Supplied records:
┌────────
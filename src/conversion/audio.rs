//! MP3 normalization and cover embedding.

use super::{ensure_output, ConversionError, ConversionResult};
use std::ffi::OsString;
use std::path::Path;
use tokio::process::Command;

use crate::core::config::ToolSettings;
use crate::core::process::{run_with_timeout, stderr_tail, ProcessError};

/// Target bitrate of every audio download
pub const MP3_BITRATE: &str = "320k";

/// ffmpeg arguments for `<input>` → 320 kbps MP3 at `<output>`.
pub fn transcode_args(input: &Path, output: &Path) -> Vec<OsString> {
    let mut args: Vec<OsString> = vec!["-y".into(), "-i".into(), input.into()];
    args.extend(
        ["-vn", "-acodec", "libmp3lame", "-b:a", MP3_BITRATE]
            .iter()
            .map(OsString::from),
    );
    args.push(output.into());
    args
}

/// ffmpeg arguments muxing `cover` into `mp3` as the front cover, streams copied.
pub fn embed_cover_args(mp3: &Path, cover: &Path, output: &Path) -> Vec<OsString> {
    let mut args: Vec<OsString> = vec!["-y".into(), "-i".into(), mp3.into(), "-i".into(), cover.into()];
    args.extend(
        [
            "-map",
            "0:a",
            "-map",
            "1:0",
            "-c",
            "copy",
            "-id3v2_version",
            "3",
            "-metadata:s:v",
            "title=Album cover",
            "-metadata:s:v",
            "comment=Cover (front)",
        ]
        .iter()
        .map(OsString::from),
    );
    args.push(output.into());
    args
}

async fn run_ffmpeg(tools: &ToolSettings, args: Vec<OsString>, output: &Path) -> ConversionResult<()> {
    let mut cmd = Command::new(&tools.ffmpeg_bin);
    cmd.args(&args);

    let result = run_with_timeout(&mut cmd, tools.ffmpeg_timeout).await.map_err(|e| match e {
        ProcessError::Spawn { source, .. } => ConversionError::IoError(source),
        ProcessError::TimedOut { timeout, .. } => ConversionError::TimedOut(timeout),
    })?;

    if !result.status.success() {
        let stderr = stderr_tail(&result.stderr, 20);
        log::error!("FFmpeg error: {}", stderr);
        return Err(ConversionError::FfmpegError(stderr));
    }

    ensure_output(output).await
}

/// Normalizes `input` to a 320 kbps MP3 written at `output`.
pub async fn transcode_to_mp3(tools: &ToolSettings, input: &Path, output: &Path) -> ConversionResult<()> {
    if !input.exists() {
        return Err(ConversionError::InputNotFound(input.display().to_string()));
    }
    log::debug!("Transcoding {} -> {}", input.display(), output.display());
    run_ffmpeg(tools, transcode_args(input, output), output).await
}

/// Writes `mp3` with `cover` attached as ID3v2.3 front cover to `output`.
pub async fn embed_cover(tools: &ToolSettings, mp3: &Path, cover: &Path, output: &Path) -> ConversionResult<()> {
    for input in [mp3, cover] {
        if !input.exists() {
            return Err(ConversionError::InputNotFound(input.display().to_string()));
        }
    }
    log::debug!("Embedding cover {} into {}", cover.display(), mp3.display());
    run_ffmpeg(tools, embed_cover_args(mp3, cover, output), output).await
}

#[cfg(test)]
mod tests {
    use super::*;
    use pretty_assertions::assert_eq;
    use std::time::Duration;

    fn tools(ffmpeg: &str) -> ToolSettings {
        ToolSettings {
            ytdlp_bin: "yt-dlp".to_string(),
            ffmpeg_bin: ffmpeg.to_string(),
            title_timeout: Duration::from_secs(5),
            ytdlp_timeout: Duration::from_secs(5),
            ffmpeg_timeout: Duration::from_secs(5),
            stream_timeout: Duration::from_secs(5),
        }
    }

    fn strings(args: &[OsString]) -> Vec<String> {
        args.iter().map(|a| a.to_string_lossy().into_owned()).collect()
    }

    #[test]
    fn test_transcode_args() {
        let args = transcode_args(Path::new("/t/in.webm"), Path::new("/t/out.mp3"));
        assert_eq!(
            strings(&args),
            vec!["-y", "-i", "/t/in.webm", "-vn", "-acodec", "libmp3lame", "-b:a", "320k", "/t/out.mp3"]
        );
    }

    #[test]
    fn test_embed_cover_args() {
        let args = embed_cover_args(Path::new("a.mp3"), Path::new("c.jpg"), Path::new("o.mp3"));
        let args = strings(&args);
        assert_eq!(&args[..5], &["-y", "-i", "a.mp3", "-i", "c.jpg"]);
        assert!(args.windows(2).any(|w| w == ["-id3v2_version", "3"]));
        assert!(args.contains(&"title=Album cover".to_string()));
        assert!(args.contains(&"comment=Cover (front)".to_string()));
        assert_eq!(args.last().unwrap(), "o.mp3");
    }

    #[tokio::test]
    async fn test_missing_input() {
        let dir = tempfile::tempdir().unwrap();
        let err = transcode_to_mp3(&tools("ffmpeg"), &dir.path().join("nope.webm"), &dir.path().join("o.mp3"))
            .await
            .unwrap_err();
        assert!(matches!(err, ConversionError::InputNotFound(_)));
    }

    #[tokio::test]
    async fn test_missing_ffmpeg_binary() {
        let dir = tempfile::tempdir().unwrap();
        let input = dir.path().join("in.webm");
        std::fs::write(&input, b"x").unwrap();
        let err = transcode_to_mp3(&tools("/nonexistent/ffmpeg"), &input, &dir.path().join("o.mp3"))
            .await
            .unwrap_err();
        assert!(matches!(err, ConversionError::IoError(_)));
    }

    #[cfg(unix)]
    #[tokio::test]
    async fn test_ffmpeg_success_without_output_fails() {
        // `true` exits 0 without writing anything
        let dir = tempfile::tempdir().unwrap();
        let input = dir.path().join("in.webm");
        std::fs::write(&input, b"x").unwrap();
        let err = transcode_to_mp3(&tools("true"), &input, &dir.path().join("o.mp3"))
            .await
            .unwrap_err();
        assert!(matches!(err, ConversionError::OutputFailed(_)));
    }

    #[cfg(unix)]
    #[tokio::test]
    async fn test_ffmpeg_failure() {
        let dir = tempfile::tempdir().unwrap();
        let mp3 = dir.path().join("a.mp3");
        let cover = dir.path().join("c.jpg");
        std::fs::write(&mp3, b"x").unwrap();
        std::fs::write(&cover, b"x").unwrap();
        let err = embed_cover(&tools("false"), &mp3, &cover, &dir.path().join("o.mp3"))
            .await
            .unwrap_err();
        assert!(matches!(err, ConversionError::FfmpegError(_)));
    }
}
└────────
Task item:
Every line above that includes the string "display" needs to be copied.

Response:
        return Err(ConversionError::InputNotFound(input.display().to_string()));
    log::debug!("Transcoding {} -> {}", input.display(), output.display());
            return Err(ConversionError::InputNotFound(input.display().to_string()));
    log::debug!("Embedding cover {} into {}", cover.display(), mp3.display());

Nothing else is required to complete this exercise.